━━━━━ Source material

use std::path::Path;
use std::time::Duration;

use serde::{Deserialize, Serialize};

use crate::TranscodeError;
use crate::format::FrameSize;
use crate::input::{AudioStream, SubtitleStream, VideoStream};

/// Stream facts extracted via ffprobe.
#[derive(Debug, Clone, Serialize, Deserialize)]
pub struct MediaInfo {
    pub container: String,
    pub duration: Option<Duration>,
    pub video: Option<VideoStream>,
    pub audio: Vec<AudioStream>,
    pub subtitles: Vec<SubtitleStream>,
}

/// Run ffprobe on a file and parse the JSON output.
pub async fn probe(ffprobe_path: &Path, file: &Path) -> Result<MediaInfo, TranscodeError> {
    let output = tokio::process::Command::new(ffprobe_path)
        .args(["-v", "error", "-print_format", "json", "-show_format", "-show_streams"])
        .arg(file)
        .output()
        .await
        .map_err(|e| TranscodeError::ProbeFailed(format!("could not run ffprobe: {e}")))?;

    if !output.status.success() {
        return Err(TranscodeError::ProbeFailed(
            String::from_utf8_lossy(&output.stderr).trim().to_string(),
        ));
    }

    let raw: serde_json::Value = serde_json::from_slice(&output.stdout)
        .map_err(|e| TranscodeError::ProbeFailed(format!("invalid ffprobe output: {e}")))?;
    parse_probe_output(&raw)
}

const IMAGE_CONTAINERS: &[&str] = &["image2", "png_pipe", "jpeg_pipe", "bmp_pipe", "webp_pipe"];

#[derive(Deserialize)]
struct ProbeOutput {
    format: Option<ProbeFormat>,
    #[serde(default)]
    streams: Vec<ProbeStream>,
}

#[derive(Deserialize)]
struct ProbeFormat {
    #[serde(default)]
    format_name: String,
    duration: Option<String>,
}

#[derive(Deserialize, Default)]
#[serde(default)]
struct ProbeStream {
    index: u32,
    codec_type: String,
    codec_name: Option<String>,
    profile: Option<String>,
    width: u32,
    height: u32,
    pix_fmt: Option<String>,
    sample_aspect_ratio: Option<String>,
    display_aspect_ratio: Option<String>,
    field_order: Option<String>,
    color_transfer: Option<String>,
    r_frame_rate: Option<String>,
    channels: Option<u32>,
    tags: ProbeTags,
    disposition: ProbeDisposition,
}

#[derive(Deserialize, Default)]
#[serde(default)]
struct ProbeTags {
    language: Option<String>,
}

#[derive(Deserialize, Default)]
#[serde(default)]
struct ProbeDisposition {
    attached_pic: u8,
}

impl ProbeStream {
    fn codec(&self) -> String {
        self.codec_name.clone().unwrap_or_else(|| "unknown".into())
    }

    fn video(&self, still_image: bool) -> VideoStream {
        let mut stream = VideoStream {
            index: self.index,
            codec: self.codec(),
            profile: self.profile.clone(),
            pixel_format: self.pix_fmt.clone(),
            frame_size: FrameSize::new(self.width, self.height),
            sample_aspect_ratio: self.sample_aspect_ratio.clone(),
            display_aspect_ratio: self.display_aspect_ratio.clone(),
            anamorphic_edge_case: false,
            interlaced: matches!(self.field_order.as_deref(), Some("tt" | "bb" | "tb" | "bt")),
            still_image,
            color_transfer: self.color_transfer.clone(),
            frame_rate: self.r_frame_rate.as_deref().and_then(parse_fraction),
        };
        // ffprobe reports sar == dar for streams whose height, not width, is stretched
        stream.anamorphic_edge_case =
            stream.is_anamorphic() && stream.sample_aspect_ratio == stream.display_aspect_ratio;
        stream
    }
}

/// Extract stream facts from `ffprobe -print_format json` output.
pub fn parse_probe_output(raw: &serde_json::Value) -> Result<MediaInfo, TranscodeError> {
    let parsed = ProbeOutput::deserialize(raw)
        .map_err(|e| TranscodeError::ProbeFailed(format!("unexpected ffprobe output: {e}")))?;
    let format = parsed
        .format
        .ok_or_else(|| TranscodeError::ProbeFailed("no format section".into()))?;

    let still_image = format
        .format_name
        .split(',')
        .any(|name| IMAGE_CONTAINERS.contains(&name));
    let duration = format
        .duration
        .as_deref()
        .and_then(|d| d.parse::<f64>().ok())
        .filter(|d| d.is_finite() && *d >= 0.0)
        .map(Duration::from_secs_f64);

    let video = parsed
        .streams
        .iter()
        .find(|s| s.codec_type == "video" && s.disposition.attached_pic == 0)
        .map(|s| s.video(still_image));
    let audio = parsed
        .streams
        .iter()
        .filter(|s| s.codec_type == "audio")
        .map(|s| AudioStream {
            index: s.index,
            codec: s.codec(),
            channels: s.channels.unwrap_or(2),
            language: s.tags.language.clone(),
        })
        .collect();
    let subtitles = parsed
        .streams
        .iter()
        .filter(|s| s.codec_type == "subtitle")
        .map(|s| SubtitleStream {
            index: s.index,
            codec: s.codec(),
            language: s.tags.language.clone(),
        })
        .collect();

    Ok(MediaInfo {
        container: format.format_name,
        duration,
        video,
        audio,
        subtitles,
    })
}

fn parse_fraction(s: &str) -> Option<f64> {
    match s.split_once('/') {
        Some((num, den)) => {
            let (num, den) = (num.parse::<f64>().ok()?, den.parse::<f64>().ok()?);
            (den > 0.0).then(|| num / den)
        }
        None => s.parse().ok(),
    }
}

#[cfg(test)]
mod tests {
    use super::*;

    #[test]
    fn hdr_feature_film() {
        let json = serde_json::json!({
            "format": {
                "format_name": "matroska,webm",
                "duration": "7200.123"
            },
            "streams": [
                {
                    "index": 0,
                    "codec_type": "video",
                    "codec_name": "hevc",
                    "profile": "Main 10",
                    "width": 3840,
                    "height": 2160,
                    "pix_fmt": "yuv420p10le",
                    "sample_aspect_ratio": "1:1",
                    "display_aspect_ratio": "16:9",
                    "field_order": "progressive",
                    "color_transfer": "smpte2084",
                    "r_frame_rate": "24000/1001"
                },
                {
                    "index": 1,
                    "codec_type": "audio",
                    "codec_name": "ac3",
                    "channels": 6,
                    "tags": { "language": "eng" }
                },
                {
                    "index": 2,
                    "codec_type": "subtitle",
                    "codec_name": "subrip",
                    "tags": { "language": "eng" }
                },
                {
                    "index": 3,
                    "codec_type": "subtitle",
                    "codec_name": "hdmv_pgs_subtitle"
                }
            ]
        });

        let info = parse_probe_output(&json).unwrap();
        assert_eq!(info.container, "matroska,webm");
        assert!((info.duration.unwrap().as_secs_f64() - 7200.123).abs() < 0.001);

        let v = info.video.unwrap();
        assert_eq!(v.codec, "hevc");
        assert_eq!(v.frame_size, FrameSize::new(3840, 2160));
        assert_eq!(v.bit_depth(), 10);
        assert!(v.is_hdr());
        assert!(!v.interlaced);
        assert!(!v.is_anamorphic());
        assert!(!v.still_image);
        assert!((v.frame_rate.unwrap() - 23.976).abs() < 0.01);

        assert_eq!(info.audio.len(), 1);
        assert_eq!(info.audio[0].channels, 6);
        assert_eq!(info.audio[0].language.as_deref(), Some("eng"));

        assert_eq!(info.subtitles.len(), 2);
        assert!(!info.subtitles[0].is_image_based());
        assert!(info.subtitles[1].is_image_based());
    }

    #[test]
    fn interlaced_anamorphic_dvd() {
        let json = serde_json::json!({
            "format": { "format_name": "mpeg" },
            "streams": [{
                "index": 0,
                "codec_type": "video",
                "codec_name": "mpeg2video",
                "width": 720,
                "height": 480,
                "pix_fmt": "yuv420p",
                "sample_aspect_ratio": "32:27",
                "display_aspect_ratio": "16:9",
                "field_order": "tt"
            }]
        });
        let v = parse_probe_output(&json).unwrap().video.unwrap();
        assert!(v.interlaced);
        assert!(v.is_anamorphic());
        assert!(!v.anamorphic_edge_case);
    }

    #[test]
    fn still_images_and_cover_art() {
        let json = serde_json::json!({
            "format": { "format_name": "png_pipe" },
            "streams": [{
                "index": 0,
                "codec_type": "video",
                "codec_name": "png",
                "width": 400,
                "height": 200
            }]
        });
        assert!(parse_probe_output(&json).unwrap().video.unwrap().still_image);

        let json = serde_json::json!({
            "format": { "format_name": "mp3" },
            "streams": [{
                "index": 0,
                "codec_type": "video",
                "codec_name": "mjpeg",
                "disposition": { "attached_pic": 1 }
            }]
        });
        assert!(parse_probe_output(&json).unwrap().video.is_none());
    }

    #[test]
    fn frame_rate_fractions() {
        assert!((parse_fraction("24000/1001").unwrap() - 23.976).abs() < 0.01);
        assert_eq!(parse_fraction("25"), Some(25.0));
        assert!(parse_fraction("0/0").is_none());
    }
}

━━━━━━━━━━

● **What you have to do**: What should be returned is the run of lines from the first line of the material through the line containing "const IMAGE_CONTAINERS: &[&str]", exact and inclusive, and nothing else.

● **Written solution**:
use std::path::Path;
use std::time::Duration;

use serde::{Deserialize, Serialize};

use crate::TranscodeError;
use crate::format::FrameSize;
use crate::input::{AudioStream, SubtitleStream, VideoStream};

/// Stream facts extracted via ffprobe.
#[derive(Debug, Clone, Serialize, Deserialize)]
pub struct MediaInfo {
    pub container: String,
    pub duration: Option<Duration>,
    pub video: Option<VideoStream>,
    pub audio: Vec<AudioStream>,
    pub subtitles: Vec<SubtitleStream>,
}

/// Run ffprobe on a file and parse the JSON output.
pub async fn probe(ffprobe_path: &Path, file: &Path) -> Result<MediaInfo, TranscodeError> {
    let output = tokio::process::Command::new(ffprobe_path)
        .args(["-v", "error", "-print_format", "json", "-show_format", "-show_streams"])
        .arg(file)
        .output()
        .await
        .map_err(|e| TranscodeError::ProbeFailed(format!("could not run ffprobe: {e}")))?;

    if !output.status.success() {
        return Err(TranscodeError::ProbeFailed(
            String::from_utf8_lossy(&output.stderr).trim().to_string(),
        ));
    }

    let raw: serde_json::Value = serde_json::from_slice(&output.stdout)
        .map_err(|e| TranscodeError::ProbeFailed(format!("invalid ffprobe output: {e}")))?;
    parse_probe_output(&raw)
}

const IMAGE_CONTAINERS: &[&str] = &["image2", "png_pipe", "jpeg_pipe", "bmp_pipe", "webp_pipe"];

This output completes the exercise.